-------- Records supplied --------

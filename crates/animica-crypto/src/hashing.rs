//! # Domain-Tagged SHA3-256 Hashing
//!
//! Every hash the consensus core produces is tagged with a fixed ASCII
//! domain string before hashing, so the same byte layout hashed for two
//! different purposes (header identity vs. a nullifier vs. the u-draw)
//! never collides.
//!
//! `H(tag, body) = SHA3-256(tag_ascii || 0x00 || body)`

use sha3::{Digest, Sha3_256};

/// A 32-byte SHA3-256 digest.
pub type Hash = [u8; 32];

/// Header identity hash tag.
pub const TAG_HEADER: &str = "ANM-HEADER-V1";
/// Transaction sign-bytes tag.
pub const TAG_TX_SIGN: &str = "ANM-TX-SIGN-V1";
/// Receipt hash tag.
pub const TAG_RECEIPT: &str = "ANM-RECEIPT-V1";
/// Nonce-draw (u-draw) tag.
pub const TAG_NONCE: &str = "ANM-NONCE-V1";
/// Empty-Merkle-tree tag.
pub const TAG_MERKLE_EMPTY: &str = "ANM-MERKLE-EMPTY";

/// Nullifier tag prefix; the per-type tag is `"ANM-NULLIFIER-<T>-V1"`.
pub const NULLIFIER_TAG_PREFIX: &str = "ANM-NULLIFIER-";
pub const NULLIFIER_TAG_SUFFIX: &str = "-V1";

/// Build the nullifier domain tag for a proof type, e.g. `"HASH"` ->
/// `"ANM-NULLIFIER-HASH-V1"`.
pub fn nullifier_tag(type_tag: &str) -> String {
    format!("{NULLIFIER_TAG_PREFIX}{type_tag}{NULLIFIER_TAG_SUFFIX}")
}

/// Compute a domain-tagged SHA3-256 hash over a single body.
///
/// `tag` must be fixed ASCII with no embedded NUL; this is an internal
/// invariant of every call site in this crate, not user input.
pub fn domain_hash(tag: &str, body: &[u8]) -> Hash {
    debug_assert!(tag.is_ascii() && !tag.as_bytes().contains(&0));
    let mut hasher = Sha3_256::new();
    hasher.update(tag.as_bytes());
    hasher.update([0x00]);
    hasher.update(body);
    let digest = hasher.finalize();
    let mut out = [0u8; 32];
    out.copy_from_slice(&digest);
    out
}

/// Compute a domain-tagged hash over multiple body segments without an
/// intermediate allocation.
pub fn domain_hash_many(tag: &str, segments: &[&[u8]]) -> Hash {
    debug_assert!(tag.is_ascii() && !tag.as_bytes().contains(&0));
    let mut hasher = Sha3_256::new();
    hasher.update(tag.as_bytes());
    hasher.update([0x00]);
    for segment in segments {
        hasher.update(segment);
    }
    let digest = hasher.finalize();
    let mut out = [0u8; 32];
    out.copy_from_slice(&digest);
    out
}

/// Merkle combiner: `H(a, b) = SHA3-256(0x01 || a || b)`.
pub fn merkle_combine(a: &Hash, b: &Hash) -> Hash {
    let mut hasher = Sha3_256::new();
    hasher.update([0x01]);
    hasher.update(a);
    hasher.update(b);
    let digest = hasher.finalize();
    let mut out = [0u8; 32];
    out.copy_from_slice(&digest);
    out
}

/// The hash of an empty Merkle tree.
pub fn merkle_empty_root() -> Hash {
    domain_hash(TAG_MERKLE_EMPTY, &[])
}

/// Fold a list of leaf hashes into a single Merkle root.
///
/// Odd counts at any level duplicate the last hash, per spec. Returns
/// [`merkle_empty_root`] for an empty leaf set.
pub fn merkle_root(leaves: &[Hash]) -> Hash {
    if leaves.is_empty() {
        return merkle_empty_root();
    }

    let mut level = leaves.to_vec();
    while level.len() > 1 {
        let mut next = Vec::with_capacity(level.len().div_ceil(2));
        for pair in level.chunks(2) {
            let combined = match pair {
                [a, b] => merkle_combine(a, b),
                [a] => merkle_combine(a, a),
                _ => unreachable!("chunks(2) never yields more than two elements"),
            };
            next.push(combined);
        }
        level = next;
    }
    level[0]
}

#[cfg(test)]
mod tests {
    use super::*;

    #[test]
    fn domain_hash_is_deterministic() {
        let a = domain_hash(TAG_HEADER, b"payload");
        let b = domain_hash(TAG_HEADER, b"payload");
        assert_eq!(a, b);
    }

    #[test]
    fn different_tags_never_collide_on_same_body() {
        let a = domain_hash(TAG_HEADER, b"payload");
        let b = domain_hash(TAG_RECEIPT, b"payload");
        assert_ne!(a, b);
    }

    #[test]
    fn nullifier_tag_format() {
        assert_eq!(nullifier_tag("HASH"), "ANM-NULLIFIER-HASH-V1");
        assert_eq!(nullifier_tag("AI"), "ANM-NULLIFIER-AI-V1");
    }

    #[test]
    fn merkle_root_single_leaf_is_identity() {
        let leaf = domain_hash(TAG_HEADER, b"x");
        assert_eq!(merkle_root(&[leaf]), leaf);
    }

    #[test]
    fn merkle_root_odd_count_duplicates_last() {
        let a = domain_hash(TAG_HEADER, b"a");
        let b = domain_hash(TAG_HEADER, b"b");
        let c = domain_hash(TAG_HEADER, b"c");

        let root = merkle_root(&[a, b, c]);
        let expected_top_right = merkle_combine(&c, &c);
        let expected = merkle_combine(&merkle_combine(&a, &b), &expected_top_right);
        assert_eq!(root, expected);
    }

    #[test]
    fn merkle_root_empty_is_empty_tag() {
        assert_eq!(merkle_root(&[]), merkle_empty_root());
    }
}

--------

# Goal of the exercise
Repeat the lines from the first one in the records through the line containing "pub const NULLIFIER_TAG_PREFIX: &str", exactly as written, and nothing else.

# Task output
filename crates/animica-crypto/src/hashing.rs
//! # Domain-Tagged SHA3-256 Hashing
//!
//! Every hash the consensus core produces is tagged with a fixed ASCII
//! domain string before hashing, so the same byte layout hashed for two
//! different purposes (header identity vs. a nullifier vs. the u-draw)
//! never collides.
//!
//! `H(tag, body) = SHA3-256(tag_ascii || 0x00 || body)`

use sha3::{Digest, Sha3_256};

/// A 32-byte SHA3-256 digest.
pub type Hash = [u8; 32];

/// Header identity hash tag.
pub const TAG_HEADER: &str = "ANM-HEADER-V1";
/// Transaction sign-bytes tag.
pub const TAG_TX_SIGN: &str = "ANM-TX-SIGN-V1";
/// Receipt hash tag.
pub const TAG_RECEIPT: &str = "ANM-RECEIPT-V1";
/// Nonce-draw (u-draw) tag.
pub const TAG_NONCE: &str = "ANM-NONCE-V1";
/// Empty-Merkle-tree tag.
pub const TAG_MERKLE_EMPTY: &str = "ANM-MERKLE-EMPTY";

/// Nullifier tag prefix; the per-type tag is `"ANM-NULLIFIER-<T>-V1"`.
pub const NULLIFIER_TAG_PREFIX: &str = "ANM-NULLIFIER-";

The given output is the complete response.